To make your site look good you might want to browse for a theme for inspiration. The theme gallery provides an overview of available themes. Once you have picked the one you can install it and recompile your site.

WordPress export

As I was already running a WordPress site I had to migrate some content. For the comments, I decided to switch to Disqus. They provide a WordPress plugin as well. If you install the plugin you can import existing WordPress comments. Making it easy to migrate. Installing the plugin and importing your comments takes five minutes. As comments are stored using the ‘slug’ of the page migration is easy. Just keep the same slug for your static site.

For the actual content, there is some additional work. The plugin WordPress-to-Hugo-exporter will help you to export your content. It generates a zip that you can download. The zip contains all your posts and metadata as MD files. These MD files can be used by Hugo to generate your site. Based on your choice of the theme you will have to change your config file. As your download will put all pages in a folder called ‘posts’. So either you have to rename that folder or edit the config file to watch the post folder.

Azure Pipelines

So Hugo is running locally. Your content is done and you have a nice design. That means you can get your content live. I created a repo in Azure DevOps and pushed my content there. Once the content is in Azure DevOps you can create a pipeline. My pipeline consists of two steps: Generate the output and publish them as artifacts. To generate the output you can add the Hugo.exe to your repository. Or you can use an extension. I used the Hugo VSTS extension. I use the following settings:

pool:
  name: Hosted
steps:
- task: giuliovdev.hugo-extension.hugo-build-task.HugoTask@1
  displayName: 'Generate blog output'
  inputs:
    source: '$(Build.SourcesDirectory)'
    destination: '$(Build.ArtifactStagingDirectory)'
    baseURL: 'https://www.cloudappie.nl/'

- task: PublishBuildArtifacts@1
  displayName: 'Publish Artifact: drop'

After that build publishes the ArtifactStagingDirectory so that I can use them in my release.
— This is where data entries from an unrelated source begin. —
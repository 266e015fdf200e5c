//! Core types for the chroma color-cycle service.
//!
//! This crate provides the foundational types shared by the storage layer,
//! the cycle manager and the HTTP surface:
//!
//! - **Catalog**: the fixed, ordered set of 12 [`Color`]s
//! - **State**: [`CycleState`], the persisted permutation + cursor record
//! - **Projections**: [`CycleView`] and [`ColorSelection`], the values
//!   returned to API callers
//! - **Shuffle**: the Fisher-Yates [`shuffle`] used to build permutations
//!
//! # Design Philosophy
//!
//! This crate does no I/O and depends on no other workspace crate, making it
//! the foundation layer. Randomness is always injected by the caller.

mod color;
mod shuffle;
mod state;

pub use color::{Color, UnknownColor, CATALOG, CATALOG_SIZE};
pub use shuffle::shuffle;
pub use state::{ColorSelection, CycleState, CycleView, InvalidState};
The release itself uses the Azure file copy to publish to my storage account:

steps:
- task: AzureFileCopy@2
  displayName: 'AzureBlob File Copy'
  inputs:
    SourcePath: '$(System.DefaultWorkingDirectory)/_Weblog-CI/drop'
    azureSubscription: 'subscriptionid'
    Destination: AzureBlob
    storage: mycloudstorage
    ContainerName: '$web'

Potentially you can also automatically purge your CDN endpoint using an extension. If you do not do that your post won’t show up as the CDN is caching everything for you. So for that, I used another extension with the following config:

steps:
- task: fabienlavocat.FabienLavocat-PurgeAzureCDNEndpoint.PurgeAzureCDNEndpoint.PurgeAzureCDNEndpoint@2
  displayName: 'Purge Azure CDN Endpoint'
  inputs:
    ConnectedServiceNameSelector: ConnectedServiceNameARM
    ConnectedServiceNameARM: 'connectionID'
    ResourceGroupName: 'myresourcegroup'
    EndpointName: myendpoint
    ProfileName: 'myprofile'

If you feel installing extensions is not an option. You can achieve the same things with PowerShell that you can execute as well as part of your release pipeline.

Easy blogging

Because the release pipeline takes any commit as a trigger. All I have to do is to write a blogpost in VSCode. Once I am finished and I push to my repository the pipeline will make sure to generate the updated version of my site. And it will be automatically be pushed. All in all, it is a pretty easy way to blog. I already spend a large part of my day in VSCode so blogging is easy. I estimate that it takes me a few bucks a month to run my blog like this. So it is definitely cheaper than running WordPress. The only downside so far is that I like to use Grammarly. As that doesn’t work to good with MD files yet it takes some copy paste magic to work with that…

A final remark is that Hugo uses UTC time when publishing your post. So if you write a new blog from scratch make sure to set the proper date. My first blog didn’t show up due to setting the local time. Felt a bit like a rookie mistake.